Exercise materials Start Marker

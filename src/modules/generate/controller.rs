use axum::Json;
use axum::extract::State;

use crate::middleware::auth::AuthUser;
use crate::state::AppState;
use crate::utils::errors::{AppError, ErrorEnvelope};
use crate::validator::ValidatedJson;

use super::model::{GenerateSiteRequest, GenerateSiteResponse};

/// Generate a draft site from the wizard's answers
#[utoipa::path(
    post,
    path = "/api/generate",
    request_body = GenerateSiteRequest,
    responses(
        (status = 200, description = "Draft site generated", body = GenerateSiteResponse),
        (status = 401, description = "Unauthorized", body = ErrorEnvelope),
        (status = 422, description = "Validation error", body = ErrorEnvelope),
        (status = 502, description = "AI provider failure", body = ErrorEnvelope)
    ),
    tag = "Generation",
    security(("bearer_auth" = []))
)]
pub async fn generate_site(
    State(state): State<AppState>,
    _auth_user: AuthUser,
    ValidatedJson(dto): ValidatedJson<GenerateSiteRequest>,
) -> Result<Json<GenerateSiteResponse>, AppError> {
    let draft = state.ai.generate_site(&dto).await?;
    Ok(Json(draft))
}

Exercise materials End Marker

The word "ValidatedJson" is the filter: copy every line of the listing above that contains it.

use crate::validator::ValidatedJson;
    ValidatedJson(dto): ValidatedJson<GenerateSiteRequest>,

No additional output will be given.